The Texas Prompt Pay Statute Post Lamar: Understanding its Application to Defense Costs


After several years and numerous conflicting Texas state and federal cases, the Texas Supreme Court finally put to rest the raging debate and controversy over whether an insured’s request for defense costs under a liability policy constitutes a “first-party claim” thereby placing an insurer’s handling of such a claim under the governing deadlines and penalties afforded under Section 542.061 of the Texas Insurance Code known as the Prompt Pay Statute. The high court in Lamar Home, Inc. v. Mid-Continent Cas. Co. 242 S.W. 3d 1 (Tex. 2006) held that an insured’s right to a defense benefit under a liability policy is a “first-party claim” within the meaning of the Prompt Pay Statute.

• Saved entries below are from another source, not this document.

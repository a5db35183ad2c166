use std::collections::BTreeMap;

use chrono::{DateTime, NaiveDateTime, Utc};
use serde::{Deserialize, Serialize};
use serde_json::Value;
use tracing::warn;

use crate::translate::{
    format_on_off, format_yes_no, lenient_string, number_from_value, parse_flag, parse_number,
    usage_from_value,
};

pub const ROLE_ADMIN: &str = "Admin";
pub const ROLE_RESELLER: &str = "Reseller";
pub const ROLE_USER: &str = "User";

/// `date_created` as the legacy API writes it, e.g. `Mon Dec  2 03:18:43 2019`.
const LEGACY_DATE_FORMAT: &str = "%a %b %e %H:%M:%S %Y";

/// Account role, as declared in the account's configuration.
#[derive(Debug, Clone, Copy, PartialEq, Eq, Hash, Serialize, Deserialize)]
pub enum Role {
    Admin,
    Reseller,
    User,
}

impl Role {
    pub fn as_str(self) -> &'static str {
        match self {
            Role::Admin => ROLE_ADMIN,
            Role::Reseller => ROLE_RESELLER,
            Role::User => ROLE_USER,
        }
    }
}

impl std::fmt::Display for Role {
    fn fmt(&self, f: &mut std::fmt::Formatter<'_>) -> std::fmt::Result {
        f.write_str(self.as_str())
    }
}

/// An account's configuration and usage, as gathered by reseller bulk calls.
#[derive(Debug, Clone, Default, PartialEq, Eq, Serialize, Deserialize)]
#[serde(default)]
pub struct User {
    pub config: UserConfig,
    pub usage: UserUsage,
}

#[derive(Debug, Clone, Default, PartialEq, Eq, Serialize, Deserialize)]
#[serde(rename_all = "camelCase", default)]
pub struct UserConfig {
    pub aftp_enabled: bool,
    pub api_access_with_password_enabled: bool,
    pub catch_all_enabled: bool,
    pub cgi_enabled: bool,
    pub clam_av_enabled: bool,
    pub created: Option<DateTime<Utc>>,
    pub creator: String,
    pub cron_enabled: bool,
    pub domain: String,
    pub dns_enabled: bool,
    pub email: String,
    pub git_enabled: bool,
    pub ip_addresses: Vec<String>,
    pub jail_enabled: bool,
    pub language: String,
    pub login_keys_enabled: bool,
    pub nginx_enabled: bool,
    pub notify_on_question_failures: bool,
    pub notify_on_two_factor_failures: bool,
    pub ns1: String,
    pub ns2: String,
    pub package: String,
    pub php_enabled: bool,
    pub redis_enabled: bool,
    pub security_questions_enabled: bool,
    pub skin: String,
    pub spam_enabled: bool,
    pub ssh_enabled: bool,
    pub ssl_enabled: bool,
    pub suspended: bool,
    pub suspend_at_limit_enabled: bool,
    pub sys_info_enabled: bool,
    pub two_factor_authentication_enabled: bool,
    pub username: String,
    /// Title-cased role name: `Admin`, `Reseller` or `User`.
    pub user_type: String,
    pub word_press_toolkit_enabled: bool,
}

impl UserConfig {
    pub fn role(&self) -> Option<Role> {
        match self.user_type.as_str() {
            ROLE_ADMIN => Some(Role::Admin),
            ROLE_RESELLER => Some(Role::Reseller),
            ROLE_USER => Some(Role::User),
            _ => None,
        }
    }
}

/// `CMD_API_SHOW_USER_CONFIG` body, restricted to the fields the public
/// config carries.
///
/// Feature switches use `ON`/`OFF`; account-state and notification fields
/// (`suspended`, `api_with_password`, `security_questions`, `twostep_auth`,
/// `notify_on_all_*`) use `yes`/`no`.
#[derive(Debug, Clone, Default, PartialEq, Eq, Serialize, Deserialize)]
#[serde(default)]
pub struct RawUserConfig {
    #[serde(deserialize_with = "lenient_string")]
    pub aftp: String,
    #[serde(deserialize_with = "lenient_string")]
    pub api_with_password: String,
    #[serde(deserialize_with = "lenient_string")]
    pub catchall: String,
    #[serde(deserialize_with = "lenient_string")]
    pub cgi: String,
    #[serde(deserialize_with = "lenient_string")]
    pub clamav: String,
    #[serde(deserialize_with = "lenient_string")]
    pub creator: String,
    #[serde(deserialize_with = "lenient_string")]
    pub cron: String,
    #[serde(deserialize_with = "lenient_string")]
    pub date_created: String,
    #[serde(deserialize_with = "lenient_string")]
    pub dnscontrol: String,
    #[serde(deserialize_with = "lenient_string")]
    pub domain: String,
    #[serde(deserialize_with = "lenient_string")]
    pub email: String,
    #[serde(deserialize_with = "lenient_string")]
    pub git: String,
    /// Comma-separated. The panel writes `", "` between addresses, and that
    /// is the separator written back; a bare `","` is accepted on input.
    #[serde(deserialize_with = "lenient_string")]
    pub ips: String,
    #[serde(deserialize_with = "lenient_string")]
    pub jail: String,
    #[serde(deserialize_with = "lenient_string")]
    pub language: String,
    #[serde(deserialize_with = "lenient_string")]
    pub login_keys: String,
    #[serde(deserialize_with = "lenient_string")]
    pub nginx_unit: String,
    #[serde(deserialize_with = "lenient_string")]
    pub notify_on_all_question_failures: String,
    #[serde(deserialize_with = "lenient_string")]
    pub notify_on_all_twostep_auth_failures: String,
    #[serde(deserialize_with = "lenient_string")]
    pub ns1: String,
    #[serde(deserialize_with = "lenient_string")]
    pub ns2: String,
    #[serde(deserialize_with = "lenient_string")]
    pub package: String,
    #[serde(deserialize_with = "lenient_string")]
    pub php: String,
    #[serde(deserialize_with = "lenient_string")]
    pub redis: String,
    #[serde(deserialize_with = "lenient_string")]
    pub security_questions: String,
    #[serde(deserialize_with = "lenient_string")]
    pub skin: String,
    #[serde(deserialize_with = "lenient_string")]
    pub spam: String,
    #[serde(deserialize_with = "lenient_string")]
    pub ssh: String,
    #[serde(deserialize_with = "lenient_string")]
    pub ssl: String,
    #[serde(deserialize_with = "lenient_string")]
    pub suspend_at_limit: String,
    #[serde(deserialize_with = "lenient_string")]
    pub suspended: String,
    #[serde(deserialize_with = "lenient_string")]
    pub sysinfo: String,
    #[serde(deserialize_with = "lenient_string")]
    pub twostep_auth: String,
    #[serde(deserialize_with = "lenient_string")]
    pub username: String,
    #[serde(deserialize_with = "lenient_string")]
    pub usertype: String,
    #[serde(deserialize_with = "lenient_string")]
    pub wordpress: String,
}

In so holding that the statute applies to defense costs, the Court correctly rejected the insurance industry’s argument that the statute is unworkable in the context of the insured’s claim for a defense benefit. Yet, both carriers and policyholders are still left with understanding the practical and day-to-day applications of the statute to an insured’s claim for defense costs.

The purpose of this article will be to twofold: first, to explore practical applications of the statute to an insured’s request for defense and submission of defense invoices and, second, to suggest additional ramifications of the Court’s ruling.